# Aim of the task
An exact transcription of all the entries below is required.

Dataset section start

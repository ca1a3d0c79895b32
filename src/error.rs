//! Error types for the shadow flow
//!
//! Each concern carries its own error enum:
//! - Configuration/build failures
//! - Redaction (encryption) failures
//! - Shadow task submission failures
//! - Diff computation failures
//!
//! Only [`ConfigError`] can ever reach the business caller; everything else
//! terminates at the boundary of the shadow task and is observable via logs.

/// Configuration-time errors raised by [`ShadowFlowBuilder::build`](crate::ShadowFlowBuilder::build)
#[derive(Debug, thiserror::Error)]
pub enum ConfigError {
    /// More than one redaction strategy selected on the same builder
    #[error("an encryption service has already been configured")]
    EncryptionAlreadyConfigured,

    /// Encryption service construction failed (e.g. bad symmetric key material)
    #[error("invalid encryption setup: {0}")]
    InvalidEncryptionSetup(#[from] EncryptionError),
}

/// Errors raised by [`EncryptionService`](crate::EncryptionService) implementations
#[derive(Debug, thiserror::Error)]
pub enum EncryptionError {
    /// The wrapped cryptographic primitive was never initialized
    #[error("cipher not initialized")]
    CipherNotInitialized,

    /// Symmetric key has the wrong length
    #[error("invalid key length: expected {expected} hex characters, got {actual}")]
    InvalidKeyLength { expected: usize, actual: usize },

    /// Initialization vector has the wrong length
    #[error("invalid iv length: expected {expected} hex characters, got {actual}")]
    InvalidIvLength { expected: usize, actual: usize },

    /// Key material is not valid hex
    #[error("hex decode error: {0}")]
    InvalidHex(#[from] hex::FromHexError),

    /// Plaintext exceeds what the asymmetric scheme can encrypt in one operation
    #[error("plaintext of {len} bytes exceeds the RSA-OAEP payload limit")]
    PayloadTooLarge { len: usize },

    /// The underlying primitive failed
    #[error("encryption failed: {0}")]
    EncryptionFailed(String),
}

/// Shadow task submission errors
///
/// Raised by [`ShadowExecutor::execute`](crate::ShadowExecutor::execute) when the
/// execution context cannot accept the task. Always caught and logged by the
/// shadow flow, never surfaced to the business caller.
#[derive(Debug, thiserror::Error)]
pub enum ExecuteError {
    /// The execution context refused the task (saturated, shutting down, ...)
    #[error("shadow task rejected: {0}")]
    Rejected(String),

    /// Spawning a worker thread failed
    #[error("failed to spawn shadow worker: {0}")]
    Spawn(#[from] std::io::Error),
}

/// Errors raised by [`Comparator`](crate::Comparator) implementations
#[derive(Debug, thiserror::Error)]
pub enum DiffError {
    /// A value could not be serialized for comparison
    #[error("serialization error: {0}")]
    Serialize(#[from] serde_json::Error),

    /// Comparison itself failed
    #[error("comparison failed: {0}")]
    Comparison(String),
}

Dataset section end

# Solution to this exercise
repository ca1a3d0c79895b32
filename src/error.rs
//! Error types for the shadow flow
//!
//! Each concern carries its own error enum:
//! - Configuration/build failures
//! - Redaction (encryption) failures
//! - Shadow task submission failures
//! - Diff computation failures
//!
//! Only [`ConfigError`] can ever reach the business caller; everything else
//! terminates at the boundary of the shadow task and is observable via logs.

/// Configuration-time errors raised by [`ShadowFlowBuilder::build`](crate::ShadowFlowBuilder::build)
#[derive(Debug, thiserror::Error)]
pub enum ConfigError {
    /// More than one redaction strategy selected on the same builder
    #[error("an encryption service has already been configured")]
    EncryptionAlreadyConfigured,

    /// Encryption service construction failed (e.g. bad symmetric key material)
    #[error("invalid encryption setup: {0}")]
    InvalidEncryptionSetup(#[from] EncryptionError),
}

/// Errors raised by [`EncryptionService`](crate::EncryptionService) implementations
#[derive(Debug, thiserror::Error)]
pub enum EncryptionError {
    /// The wrapped cryptographic primitive was never initialized
    #[error("cipher not initialized")]
    CipherNotInitialized,

    /// Symmetric key has the wrong length
    #[error("invalid key length: expected {expected} hex characters, got {actual}")]
    InvalidKeyLength { expected: usize, actual: usize },

    /// Initialization vector has the wrong length
    #[error("invalid iv length: expected {expected} hex characters, got {actual}")]
    InvalidIvLength { expected: usize, actual: usize },

    /// Key material is not valid hex
    #[error("hex decode error: {0}")]
    InvalidHex(#[from] hex::FromHexError),

    /// Plaintext exceeds what the asymmetric scheme can encrypt in one operation
    #[error("plaintext of {len} bytes exceeds the RSA-OAEP payload limit")]
    PayloadTooLarge { len: usize },

    /// The underlying primitive failed
    #[error("encryption failed: {0}")]
    EncryptionFailed(String),
}

/// Shadow task submission errors
///
/// Raised by [`ShadowExecutor::execute`](crate::ShadowExecutor::execute) when the
/// execution context cannot accept the task. Always caught and logged by the
/// shadow flow, never surfaced to the business caller.
#[derive(Debug, thiserror::Error)]
pub enum ExecuteError {
    /// The execution context refused the task (saturated, shutting down, ...)
    #[error("shadow task rejected: {0}")]
    Rejected(String),

    /// Spawning a worker thread failed
    #[error("failed to spawn shadow worker: {0}")]
    Spawn(#[from] std::io::Error),
}

/// Errors raised by [`Comparator`](crate::Comparator) implementations
#[derive(Debug, thiserror::Error)]
pub enum DiffError {
    /// A value could not be serialized for comparison
    #[error("serialization error: {0}")]
    Serialize(#[from] serde_json::Error),

    /// Comparison itself failed
    #[error("comparison failed: {0}")]
    Comparison(String),
}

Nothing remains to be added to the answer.